__WORK INSTRUCTION__
What are the lines of the listing below, word for word, from the first down to the one that contains "let (half_width, half_height)"?

__TASK DATA__
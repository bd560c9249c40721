use log::debug;

use crate::error::Result;
use crate::ray::Ray4D;
use crate::tuple::Tuple4D;
use crate::matrix::Matrix4D;
use crate::world::World;
use crate::canvas::Canvas;
use crate::consts::RECURSION_DEPTH;

/// A camera record for generating a canvas.
///
/// This record gives a "frame" of the world. The camera sits at the origin
/// of its own space looking down -Z, with the canvas one unit in front of
/// it; `transform` places that space in the world.
#[derive(Clone, Debug, PartialEq)]
pub struct Camera {
    /// The horizontal size of the resultant canvas.
    pub hsize: usize,

    /// The vertical size of the resultant canvas.
    pub vsize: usize,

    pub half_width: f64,
    pub half_height: f64,
    pub pixel_size: f64,

    /// The angle describing "how much" the camera can see.
    pub field_of_view: f64,

    transform: Matrix4D,
    inverse: Matrix4D,
}

impl Camera {
    /// Creates a camera, failing if `transform` has no inverse.
    ///
    /// ```
    /// # use aun_tracer::camera::Camera;
    /// # use aun_tracer::matrix::Matrix4D;
    /// let c = Camera::new(200, 125, std::f64::consts::PI / 2.0,
    ///     Matrix4D::identity()).unwrap();
    /// assert!((c.pixel_size - 0.01).abs() < 1e-9);
    /// ```
    pub fn new(hsize: usize, vsize: usize, field_of_view: f64,
        transform: Matrix4D) -> Result<Camera> {
        let half_view = (field_of_view / 2.0).tan();
        let aspect = (hsize as f64) / (vsize as f64);

        let (half_width, half_height) = if aspect >= 1.0 {
            (half_view, half_view / aspect)
        } else {
            (half_view * aspect, half_view)
        };

        Ok(Camera {
            hsize,
            vsize,
            half_width,
            half_height,
            pixel_size: half_width * 2.0 / (hsize as f64),
            field_of_view,
            inverse: transform.inverse()?,
            transform,
        })
    }

    /// Creates a camera at `from`, looking at `to`.
    pub fn look_at(hsize: usize, vsize: usize, field_of_view: f64,
        from: Tuple4D, to: Tuple4D, up: Tuple4D) -> Result<Camera> {
        Self::new(hsize, vsize, field_of_view,
            Matrix4D::view_transform(from, to, up))
    }

    pub fn transform(&self) -> &Matrix4D {
        &self.transform
    }

    /// Replaces the view transform. The camera is unchanged on error.
    pub fn set_transform(&mut self, transform: Matrix4D) -> Result<()> {
        self.inverse = transform.inverse()?;
        self.transform = transform;
        Ok(())
    }

    /// The world-space ray through the center of pixel `(px, py)`.
    pub fn ray_for_pixel(&self, px: usize, py: usize) -> Ray4D {
        // Offsets from the edge of the canvas to the pixel's center
        let xoffset = (px as f64 + 0.5) * self.pixel_size;
        let yoffset = (py as f64 + 0.5) * self.pixel_size;

        // The untransformed coordinates of the pixel; the canvas is at z=-1
        let world_x = self.half_width - xoffset;
        let world_y = self.half_height - yoffset;

        let pixel = self.inverse * Tuple4D::point(world_x, world_y, -1.0);
        let origin = self.inverse * Tuple4D::origin();
        let direction = (pixel - origin).normalize();

        Ray4D::new(origin, direction)
    }

    /// Renders every pixel on the calling thread.
    pub fn render(&self, w: &World) -> Canvas {
        self.render_to_depth(w, RECURSION_DEPTH)
    }

    /// Renders with an explicit reflection/refraction depth.
    pub fn render_to_depth(&self, w: &World, depth: usize) -> Canvas {
        debug!("rendering {}x{} on one thread", self.hsize, self.vsize);

        let mut image = Canvas::new(self.hsize, self.vsize);
        for y in 0..self.vsize {
            for x in 0..self.hsize {
                let ray = self.ray_for_pixel(x, y);
                image.write_pixel(x, y, &w.color_at(&ray, depth));
            }
        }

        image
    }
}

#[cfg(test)]
use std::f64::consts::PI;

#[test]
fn pixel_size_for_horizontal_and_vertical_canvas() {
    let h = Camera::new(200, 125, PI / 2.0, Matrix4D::identity()).unwrap();
    let v = Camera::new(125, 200, PI / 2.0, Matrix4D::identity()).unwrap();

    assert!(crate::feq(h.pixel_size, 0.01));
    assert!(crate::feq(v.pixel_size, 0.01));
}

#[test]
fn ray_through_center() {
    let c = Camera::new(201, 101, PI / 2.0, Matrix4D::identity()).unwrap();
    let r = c.ray_for_pixel(100, 50);

    assert_eq!(r.origin, Tuple4D::point(0.0, 0.0, 0.0));
    assert_eq!(r.direction, Tuple4D::vector(0.0, 0.0, -1.0));
}

#[test]
fn ray_through_corner() {
    let c = Camera::new(201, 101, PI / 2.0, Matrix4D::identity()).unwrap();
    let r = c.ray_for_pixel(0, 0);

    assert_eq!(r.origin, Tuple4D::point(0.0, 0.0, 0.0));
    assert_eq!(r.direction, Tuple4D::vector(0.66519, 0.33259, -0.66851));
}

#[test]
fn ray_when_camera_transformed() {
    let c = Camera::new(201, 101, PI / 2.0,
        Matrix4D::rotation_y(PI / 4.0) * Matrix4D::translation(0.0, -2.0, 5.0))
        .unwrap();
    let r = c.ray_for_pixel(100, 50);

    assert_eq!(r.origin, Tuple4D::point(0.0, 2.0, -5.0));
    assert_eq!(r.direction,
        Tuple4D::vector(2.0f64.sqrt() / 2.0, 0.0, -(2.0f64.sqrt() / 2.0)));
}

#[test]
fn singular_camera_transform_is_rejected() {
    let mut c = Camera::new(10, 10, PI / 2.0, Matrix4D::identity()).unwrap();

    assert!(Camera::new(10, 10, PI / 2.0, Matrix4D::scaling(0.0, 1.0, 1.0)).is_err());
    assert!(c.set_transform(Matrix4D::scaling(1.0, 1.0, 0.0)).is_err());
    assert_eq!(*c.transform(), Matrix4D::identity());
}

#[test]
fn render_world_with_camera() {
    use crate::color::Color;

    let w = World::default();
    let c = Camera::look_at(11, 11, PI / 2.0,
        Tuple4D::point(0.0, 0.0, -5.0),
        Tuple4D::point(0.0, 0.0, 0.0),
        Tuple4D::vector(0.0, 1.0, 0.0)).unwrap();

    let image = c.render(&w);
    assert_eq!(image.read_pixel(5, 5).unwrap(),
        Color::rgb(0.38066, 0.47583, 0.2855));
}

#[test]
fn render_covers_last_row_and_column() {
    let w = World::default();
    let c = Camera::look_at(5, 3, PI / 2.0,
        Tuple4D::point(0.0, 0.0, -1.2),
        Tuple4D::point(0.0, 0.0, 0.0),
        Tuple4D::vector(0.0, 1.0, 0.0)).unwrap();

    // Close enough that the outer sphere fills the frame.
    let image = c.render(&w);
    assert_ne!(image.read_pixel(4, 2).unwrap(), crate::color::Color::black());
    assert_ne!(image.read_pixel(0, 0).unwrap(), crate::color::Color::black());
}
#[test]
fn positive_z_view_mirrors() {
    let from = Tuple4D::point(0.0, 0.0, 0.0);
    let to = Tuple4D::point(0.0, 0.0, 1.0);
    let up = Tuple4D::vector(0.0, 1.0, 0.0);

    assert_eq!(Matrix4D::view_transform(from, to, up),
        Matrix4D::scaling(-1.0, 1.0, -1.0));
}

#[test]
fn arbitrary_view() {
    let from = Tuple4D::point(1.0, 3.0, 2.0);
    let to = Tuple4D::point(4.0, -2.0, 8.0);
    let up = Tuple4D::vector(1.0, 1.0, 0.0);

    let a: Matrix4D = [ -0.50709, 0.50709,  0.67612, -2.36643,
                         0.76772, 0.60609,  0.12122, -2.82843,
                        -0.35857, 0.59761, -0.71714,  0.00000,
                         0.00000, 0.00000,  0.00000,  1.00000, ].into();

    assert_eq!(Matrix4D::view_transform(from, to, up), a);
}
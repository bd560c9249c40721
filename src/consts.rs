// Runtime defaults
pub const DEFAULT_WORKERS: usize = 8;
pub const DEFAULT_QUEUE_CAPACITY: usize = 1024;
pub const DEFAULT_WIDTH: usize = 640;
pub const ASPECT_RATIO: f64 = 16.0 / 9.0;
pub const OUT_FILE: &str = "out";

// Floating point comparisons
pub const FEQ_EPSILON: f64 = 0.0001;

// Offset used to lift secondary rays off a surface, and to reject
// near-degenerate quadratic and triangle determinants.
pub const EPSILON: f64 = 0.00000001;

// Rays closer than this to parallel with a plane never hit it.
pub const PLANE_EPSILON: f64 = 0.00001;

// Maximum recursion depth for reflection and refraction
pub const RECURSION_DEPTH: usize = 5;

// Refractive index of empty space, outside every object
pub const VACUUM_RI: f64 = 1.0;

__WRITTEN REPLY__
repository bd560c9249c40721
use log::debug;

use crate::error::Result;
use crate::ray::Ray4D;
use crate::tuple::Tuple4D;
use crate::matrix::Matrix4D;
use crate::world::World;
use crate::canvas::Canvas;
use crate::consts::RECURSION_DEPTH;

/// A camera record for generating a canvas.
///
/// This record gives a "frame" of the world. The camera sits at the origin
/// of its own space looking down -Z, with the canvas one unit in front of
/// it; `transform` places that space in the world.
#[derive(Clone, Debug, PartialEq)]
pub struct Camera {
    /// The horizontal size of the resultant canvas.
    pub hsize: usize,

    /// The vertical size of the resultant canvas.
    pub vsize: usize,

    pub half_width: f64,
    pub half_height: f64,
    pub pixel_size: f64,

    /// The angle describing "how much" the camera can see.
    pub field_of_view: f64,

    transform: Matrix4D,
    inverse: Matrix4D,
}

impl Camera {
    /// Creates a camera, failing if `transform` has no inverse.
    ///
    /// ```
    /// # use aun_tracer::camera::Camera;
    /// # use aun_tracer::matrix::Matrix4D;
    /// let c = Camera::new(200, 125, std::f64::consts::PI / 2.0,
    ///     Matrix4D::identity()).unwrap();
    /// assert!((c.pixel_size - 0.01).abs() < 1e-9);
    /// ```
    pub fn new(hsize: usize, vsize: usize, field_of_view: f64,
        transform: Matrix4D) -> Result<Camera> {
        let half_view = (field_of_view / 2.0).tan();
        let aspect = (hsize as f64) / (vsize as f64);

        let (half_width, half_height) = if aspect >= 1.0 {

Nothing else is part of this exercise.